> _ACTIVITY_: The entire listing below is to be transcribed without a single slip.
● ● ● ●
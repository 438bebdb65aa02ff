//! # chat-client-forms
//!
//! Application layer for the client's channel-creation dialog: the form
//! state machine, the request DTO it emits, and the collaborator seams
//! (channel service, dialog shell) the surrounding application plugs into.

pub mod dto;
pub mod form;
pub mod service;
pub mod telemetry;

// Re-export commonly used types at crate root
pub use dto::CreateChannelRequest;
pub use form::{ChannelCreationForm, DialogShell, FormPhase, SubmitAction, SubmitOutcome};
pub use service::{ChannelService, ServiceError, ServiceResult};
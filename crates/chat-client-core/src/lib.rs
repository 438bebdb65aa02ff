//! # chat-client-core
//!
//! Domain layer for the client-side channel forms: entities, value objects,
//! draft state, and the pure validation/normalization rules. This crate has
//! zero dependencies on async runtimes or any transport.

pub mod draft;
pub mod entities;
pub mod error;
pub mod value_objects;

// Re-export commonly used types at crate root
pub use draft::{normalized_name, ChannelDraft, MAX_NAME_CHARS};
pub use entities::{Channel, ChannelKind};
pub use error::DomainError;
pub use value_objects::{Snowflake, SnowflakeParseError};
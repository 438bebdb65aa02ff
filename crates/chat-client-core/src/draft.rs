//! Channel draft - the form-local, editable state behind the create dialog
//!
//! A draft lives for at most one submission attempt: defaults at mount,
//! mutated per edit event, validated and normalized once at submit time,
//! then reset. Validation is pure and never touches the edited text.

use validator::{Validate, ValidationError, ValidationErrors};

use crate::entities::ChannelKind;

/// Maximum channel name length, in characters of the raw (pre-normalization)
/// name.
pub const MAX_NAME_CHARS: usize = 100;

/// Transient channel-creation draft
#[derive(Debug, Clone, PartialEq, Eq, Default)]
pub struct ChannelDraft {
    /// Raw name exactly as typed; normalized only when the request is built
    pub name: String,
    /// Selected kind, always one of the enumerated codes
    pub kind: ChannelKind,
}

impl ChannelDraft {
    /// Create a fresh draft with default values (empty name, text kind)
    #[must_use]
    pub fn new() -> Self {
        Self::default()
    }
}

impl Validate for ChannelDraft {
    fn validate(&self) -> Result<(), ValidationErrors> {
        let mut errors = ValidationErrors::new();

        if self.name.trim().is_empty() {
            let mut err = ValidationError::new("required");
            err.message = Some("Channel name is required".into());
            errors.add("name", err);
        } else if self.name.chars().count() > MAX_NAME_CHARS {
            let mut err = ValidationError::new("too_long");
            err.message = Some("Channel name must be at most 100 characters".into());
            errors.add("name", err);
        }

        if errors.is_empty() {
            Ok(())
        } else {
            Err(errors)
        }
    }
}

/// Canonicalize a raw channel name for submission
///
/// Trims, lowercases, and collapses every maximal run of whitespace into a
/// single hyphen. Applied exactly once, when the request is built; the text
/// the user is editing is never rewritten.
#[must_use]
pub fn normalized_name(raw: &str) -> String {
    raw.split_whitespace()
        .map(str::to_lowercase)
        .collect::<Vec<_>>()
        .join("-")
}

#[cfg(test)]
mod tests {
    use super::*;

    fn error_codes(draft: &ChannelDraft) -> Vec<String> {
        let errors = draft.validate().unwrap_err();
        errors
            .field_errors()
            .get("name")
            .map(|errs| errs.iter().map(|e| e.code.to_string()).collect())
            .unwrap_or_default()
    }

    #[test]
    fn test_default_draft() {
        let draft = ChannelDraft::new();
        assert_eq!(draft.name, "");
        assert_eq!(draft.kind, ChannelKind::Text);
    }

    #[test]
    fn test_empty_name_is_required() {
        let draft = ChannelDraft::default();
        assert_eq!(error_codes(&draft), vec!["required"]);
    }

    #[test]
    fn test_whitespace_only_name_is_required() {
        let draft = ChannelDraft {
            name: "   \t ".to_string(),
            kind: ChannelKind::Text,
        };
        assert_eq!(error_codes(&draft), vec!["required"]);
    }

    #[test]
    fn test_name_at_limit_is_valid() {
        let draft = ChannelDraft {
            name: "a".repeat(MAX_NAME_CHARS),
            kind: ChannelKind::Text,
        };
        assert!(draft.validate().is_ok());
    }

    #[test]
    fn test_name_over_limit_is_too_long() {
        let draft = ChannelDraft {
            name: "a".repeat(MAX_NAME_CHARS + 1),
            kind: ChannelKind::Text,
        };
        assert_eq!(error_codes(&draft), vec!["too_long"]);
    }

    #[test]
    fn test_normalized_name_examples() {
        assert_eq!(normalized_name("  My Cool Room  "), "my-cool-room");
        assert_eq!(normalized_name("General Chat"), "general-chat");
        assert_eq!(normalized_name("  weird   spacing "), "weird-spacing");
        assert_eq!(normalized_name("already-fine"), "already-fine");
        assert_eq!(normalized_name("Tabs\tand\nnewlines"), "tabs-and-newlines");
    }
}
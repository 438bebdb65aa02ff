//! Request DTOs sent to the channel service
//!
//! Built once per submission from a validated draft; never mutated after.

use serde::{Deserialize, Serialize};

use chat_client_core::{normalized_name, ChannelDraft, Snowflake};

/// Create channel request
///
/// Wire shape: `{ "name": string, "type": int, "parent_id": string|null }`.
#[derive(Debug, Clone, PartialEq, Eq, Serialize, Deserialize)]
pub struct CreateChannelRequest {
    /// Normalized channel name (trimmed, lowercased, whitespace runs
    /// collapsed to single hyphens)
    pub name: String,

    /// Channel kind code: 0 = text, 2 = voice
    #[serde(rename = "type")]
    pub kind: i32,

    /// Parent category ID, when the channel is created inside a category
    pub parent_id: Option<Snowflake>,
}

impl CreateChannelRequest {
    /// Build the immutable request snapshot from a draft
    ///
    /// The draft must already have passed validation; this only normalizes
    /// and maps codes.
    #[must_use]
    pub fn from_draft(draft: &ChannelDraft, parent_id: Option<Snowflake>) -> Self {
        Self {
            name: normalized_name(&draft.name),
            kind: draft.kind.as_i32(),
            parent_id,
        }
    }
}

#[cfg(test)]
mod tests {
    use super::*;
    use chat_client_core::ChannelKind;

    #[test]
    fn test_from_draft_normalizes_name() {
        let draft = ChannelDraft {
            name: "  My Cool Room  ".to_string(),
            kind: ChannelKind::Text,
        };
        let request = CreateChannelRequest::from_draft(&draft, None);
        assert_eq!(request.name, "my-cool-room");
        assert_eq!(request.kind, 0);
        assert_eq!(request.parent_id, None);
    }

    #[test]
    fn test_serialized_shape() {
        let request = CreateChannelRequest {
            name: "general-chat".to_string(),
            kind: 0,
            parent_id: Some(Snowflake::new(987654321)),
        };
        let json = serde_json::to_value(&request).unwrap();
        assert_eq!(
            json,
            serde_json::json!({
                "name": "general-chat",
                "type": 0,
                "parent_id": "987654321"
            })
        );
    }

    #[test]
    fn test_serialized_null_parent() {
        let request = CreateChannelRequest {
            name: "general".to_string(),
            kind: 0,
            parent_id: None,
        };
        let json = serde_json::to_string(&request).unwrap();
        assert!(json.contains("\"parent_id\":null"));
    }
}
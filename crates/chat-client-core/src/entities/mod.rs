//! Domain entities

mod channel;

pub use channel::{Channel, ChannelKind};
● ● ● ●
> _TASK RESULT_:
repository 438bebdb65aa02ff
//! # chat-client-forms
//!
//! Application layer for the client's channel-creation dialog: the form
//! state machine, the request DTO it emits, and the collaborator seams
//! (channel service, dialog shell) the surrounding application plugs into.

pub mod dto;
pub mod form;
pub mod service;
pub mod telemetry;

// Re-export commonly used types at crate root
pub use dto::CreateChannelRequest;
pub use form::{ChannelCreationForm, DialogShell, FormPhase, SubmitAction, SubmitOutcome};
pub use service::{ChannelService, ServiceError, ServiceResult};
filename crates/chat-client-core/src/lib.rs
repository 438bebdb65aa02ff
//! # chat-client-core
//!
//! Domain layer for the client-side channel forms: entities, value objects,
//! draft state, and the pure validation/normalization rules. This crate has
//! zero dependencies on async runtimes or any transport.

pub mod draft;
pub mod entities;
pub mod error;
pub mod value_objects;

// Re-export commonly used types at crate root
pub use draft::{normalized_name, ChannelDraft, MAX_NAME_CHARS};
pub use entities::{Channel, ChannelKind};
pub use error::DomainError;
pub use value_objects::{Snowflake, SnowflakeParseError};
repository 438bebdb65aa02ff
filename crates/chat-client-core/src/draft.rs
//! Channel draft - the form-local, editable state behind the create dialog
//!
//! A draft lives for at most one submission attempt: defaults at mount,
//! mutated per edit event, validated and normalized once at submit time,
//! then reset. Validation is pure and never touches the edited text.

use validator::{Validate, ValidationError, ValidationErrors};

use crate::entities::ChannelKind;

/// Maximum channel name length, in characters of the raw (pre-normalization)
/// name.
pub const MAX_NAME_CHARS: usize = 100;

/// Transient channel-creation draft
#[derive(Debug, Clone, PartialEq, Eq, Default)]
pub struct ChannelDraft {
    /// Raw name exactly as typed; normalized only when the request is built
    pub name: String,
    /// Selected kind, always one of the enumerated codes
    pub kind: ChannelKind,
}

impl ChannelDraft {
    /// Create a fresh draft with default values (empty name, text kind)
    #[must_use]
    pub fn new() -> Self {
        Self::default()
    }
}

impl Validate for ChannelDraft {
    fn validate(&self) -> Result<(), ValidationErrors> {
        let mut errors = ValidationErrors::new();

        if self.name.trim().is_empty() {
            let mut err = ValidationError::new("required");
            err.message = Some("Channel name is required".into());
            errors.add("name", err);
        } else if self.name.chars().count() > MAX_NAME_CHARS {
            let mut err = ValidationError::new("too_long");
            err.message = Some("Channel name must be at most 100 characters".into());
            errors.add("name", err);
        }

        if errors.is_empty() {
            Ok(())
        } else {
            Err(errors)
        }
    }
}

/// Canonicalize a raw channel name for submission
///
/// Trims, lowercases, and collapses every maximal run of whitespace into a
/// single hyphen. Applied exactly once, when the request is built; the text
/// the user is editing is never rewritten.
#[must_use]
pub fn normalized_name(raw: &str) -> String {
    raw.split_whitespace()
        .map(str::to_lowercase)
        .collect::<Vec<_>>()
        .join("-")
}

#[cfg(test)]
mod tests {
    use super::*;

    fn error_codes(draft: &ChannelDraft) -> Vec<String> {
        let errors = draft.validate().unwrap_err();
        errors
            .field_errors()
            .get("name")
            .map(|errs| errs.iter().map(|e| e.code.to_string()).collect())
            .unwrap_or_default()
    }

    #[test]
    fn test_default_draft() {
        let draft = ChannelDraft::new();
        assert_eq!(draft.name, "");
        assert_eq!(draft.kind, ChannelKind::Text);
    }

    #[test]
    fn test_empty_name_is_required() {
        let draft = ChannelDraft::default();
        assert_eq!(error_codes(&draft), vec!["required"]);
    }

    #[test]
    fn test_whitespace_only_name_is_required() {
        let draft = ChannelDraft {
            name: "   \t ".to_string(),
            kind: ChannelKind::Text,
        };
        assert_eq!(error_codes(&draft), vec!["required"]);
    }

    #[test]
    fn test_name_at_limit_is_valid() {
        let draft = ChannelDraft {
            name: "a".repeat(MAX_NAME_CHARS),
            kind: ChannelKind::Text,
        };
        assert!(draft.validate().is_ok());
    }

    #[test]
    fn test_name_over_limit_is_too_long() {
        let draft = ChannelDraft {
            name: "a".repeat(MAX_NAME_CHARS + 1),
            kind: ChannelKind::Text,
        };
        assert_eq!(error_codes(&draft), vec!["too_long"]);
    }

    #[test]
    fn test_normalized_name_examples() {
        assert_eq!(normalized_name("  My Cool Room  "), "my-cool-room");
        assert_eq!(normalized_name("General Chat"), "general-chat");
        assert_eq!(normalized_name("  weird   spacing "), "weird-spacing");
        assert_eq!(normalized_name("already-fine"), "already-fine");
        assert_eq!(normalized_name("Tabs\tand\nnewlines"), "tabs-and-newlines");
    }
}
repository 438bebdb65aa02ff
//! Request DTOs sent to the channel service
//!
//! Built once per submission from a validated draft; never mutated after.

use serde::{Deserialize, Serialize};

use chat_client_core::{normalized_name, ChannelDraft, Snowflake};

/// Create channel request
///
/// Wire shape: `{ "name": string, "type": int, "parent_id": string|null }`.
#[derive(Debug, Clone, PartialEq, Eq, Serialize, Deserialize)]
pub struct CreateChannelRequest {
    /// Normalized channel name (trimmed, lowercased, whitespace runs
    /// collapsed to single hyphens)
    pub name: String,

    /// Channel kind code: 0 = text, 2 = voice
    #[serde(rename = "type")]
    pub kind: i32,

    /// Parent category ID, when the channel is created inside a category
    pub parent_id: Option<Snowflake>,
}

impl CreateChannelRequest {
    /// Build the immutable request snapshot from a draft
    ///
    /// The draft must already have passed validation; this only normalizes
    /// and maps codes.
    #[must_use]
    pub fn from_draft(draft: &ChannelDraft, parent_id: Option<Snowflake>) -> Self {
        Self {
            name: normalized_name(&draft.name),
            kind: draft.kind.as_i32(),
            parent_id,
        }
    }
}

#[cfg(test)]
mod tests {
    use super::*;
    use chat_client_core::ChannelKind;

    #[test]
    fn test_from_draft_normalizes_name() {
        let draft = ChannelDraft {
            name: "  My Cool Room  ".to_string(),
            kind: ChannelKind::Text,
        };
        let request = CreateChannelRequest::from_draft(&draft, None);
        assert_eq!(request.name, "my-cool-room");
        assert_eq!(request.kind, 0);
        assert_eq!(request.parent_id, None);
    }

    #[test]
    fn test_serialized_shape() {
        let request = CreateChannelRequest {
            name: "general-chat".to_string(),
            kind: 0,
            parent_id: Some(Snowflake::new(987654321)),
        };
        let json = serde_json::to_value(&request).unwrap();
        assert_eq!(
            json,
            serde_json::json!({
                "name": "general-chat",
                "type": 0,
                "parent_id": "987654321"
            })
        );
    }

    #[test]
    fn test_serialized_null_parent() {
        let request = CreateChannelRequest {
            name: "general".to_string(),
            kind: 0,
            parent_id: None,
        };
        let json = serde_json::to_string(&request).unwrap();
        assert!(json.contains("\"parent_id\":null"));
    }
}
filename crates/chat-client-core/src/entities/mod.rs
//! Domain entities

mod channel;

pub use channel::{Channel, ChannelKind};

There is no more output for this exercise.